*Action item*.
The full listing, copied exactly, is the required output.

*Data provided*.

··········

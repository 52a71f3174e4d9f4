use anyhow::Context;
use std::sync::Arc;

use crate::module::{InitCtx, Module};

/// Module registry for managing module lifecycle
///
/// Modules are initialized and started in registration order and stopped in
/// reverse order.
pub struct ModuleRegistry {
    modules: Vec<Arc<dyn Module>>,
}

impl ModuleRegistry {
    /// Create a new module registry
    pub fn new() -> Self {
        Self {
            modules: Vec::new(),
        }
    }

    /// Register a module with the registry
    pub fn register(&mut self, module: Arc<dyn Module>) {
        tracing::debug!(module = module.name(), "registering module");
        self.modules.push(module);
    }

    /// Get all registered modules in registration order
    pub fn modules(&self) -> impl Iterator<Item = &Arc<dyn Module>> {
        self.modules.iter()
    }

    /// Get a module by name
    pub fn get_module(&self, name: &str) -> Option<&Arc<dyn Module>> {
        self.modules.iter().find(|module| module.name() == name)
    }

    /// Get the number of registered modules
    pub fn len(&self) -> usize {
        self.modules.len()
    }

    pub fn is_empty(&self) -> bool {
        self.modules.is_empty()
    }

    /// Initialize all modules
    pub async fn init_all(&self, ctx: &InitCtx<'_>) -> anyhow::Result<()> {
        tracing::info!("initializing {} modules", self.modules.len());

        for module in &self.modules {
            tracing::info!(module = module.name(), "initializing module");

            module
                .init(ctx)
                .await
                .with_context(|| format!("failed to initialize module '{}'", module.name()))?;
        }

        Ok(())
    }

    /// Start all modules
    pub async fn start_all(&self, ctx: &InitCtx<'_>) -> anyhow::Result<()> {
        tracing::info!("starting {} modules", self.modules.len());

        for module in &self.modules {
            tracing::info!(module = module.name(), "starting module");

            module
                .start(ctx)
                .await
                .with_context(|| format!("failed to start module '{}'", module.name()))?;
        }

        Ok(())
    }

    /// Stop all modules in reverse order
    pub async fn stop_all(&self) -> anyhow::Result<()> {
        tracing::info!("stopping {} modules in reverse order", self.modules.len());

        for module in self.modules.iter().rev() {
            tracing::info!(module = module.name(), "stopping module");

            module
                .stop()
                .await
                .with_context(|| format!("failed to stop module '{}'", module.name()))?;
        }

        Ok(())
    }
}

impl Default for ModuleRegistry {
    fn default() -> Self {
        Self::new()
    }
}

··········

*Response area*.
repository 52a71f3174e4d9f4
use anyhow::Context;
use std::sync::Arc;

use crate::module::{InitCtx, Module};

/// Module registry for managing module lifecycle
///
/// Modules are initialized and started in registration order and stopped in
/// reverse order.
pub struct ModuleRegistry {
    modules: Vec<Arc<dyn Module>>,
}

impl ModuleRegistry {
    /// Create a new module registry
    pub fn new() -> Self {
        Self {
            modules: Vec::new(),
        }
    }

    /// Register a module with the registry
    pub fn register(&mut self, module: Arc<dyn Module>) {
        tracing::debug!(module = module.name(), "registering module");
        self.modules.push(module);
    }

    /// Get all registered modules in registration order
    pub fn modules(&self) -> impl Iterator<Item = &Arc<dyn Module>> {
        self.modules.iter()
    }

    /// Get a module by name
    pub fn get_module(&self, name: &str) -> Option<&Arc<dyn Module>> {
        self.modules.iter().find(|module| module.name() == name)
    }

    /// Get the number of registered modules
    pub fn len(&self) -> usize {
        self.modules.len()
    }

    pub fn is_empty(&self) -> bool {
        self.modules.is_empty()
    }

    /// Initialize all modules
    pub async fn init_all(&self, ctx: &InitCtx<'_>) -> anyhow::Result<()> {
        tracing::info!("initializing {} modules", self.modules.len());

        for module in &self.modules {
            tracing::info!(module = module.name(), "initializing module");

            module
                .init(ctx)
                .await
                .with_context(|| format!("failed to initialize module '{}'", module.name()))?;
        }

        Ok(())
    }

    /// Start all modules
    pub async fn start_all(&self, ctx: &InitCtx<'_>) -> anyhow::Result<()> {
        tracing::info!("starting {} modules", self.modules.len());

        for module in &self.modules {
            tracing::info!(module = module.name(), "starting module");

            module
                .start(ctx)
                .await
                .with_context(|| format!("failed to start module '{}'", module.name()))?;
        }

        Ok(())
    }

    /// Stop all modules in reverse order
    pub async fn stop_all(&self) -> anyhow::Result<()> {
        tracing::info!("stopping {} modules in reverse order", self.modules.len());

        for module in self.modules.iter().rev() {
            tracing::info!(module = module.name(), "stopping module");

            module
                .stop()
                .await
                .with_context(|| format!("failed to stop module '{}'", module.name()))?;
        }

        Ok(())
    }
}

impl Default for ModuleRegistry {
    fn default() -> Self {
        Self::new()
    }
}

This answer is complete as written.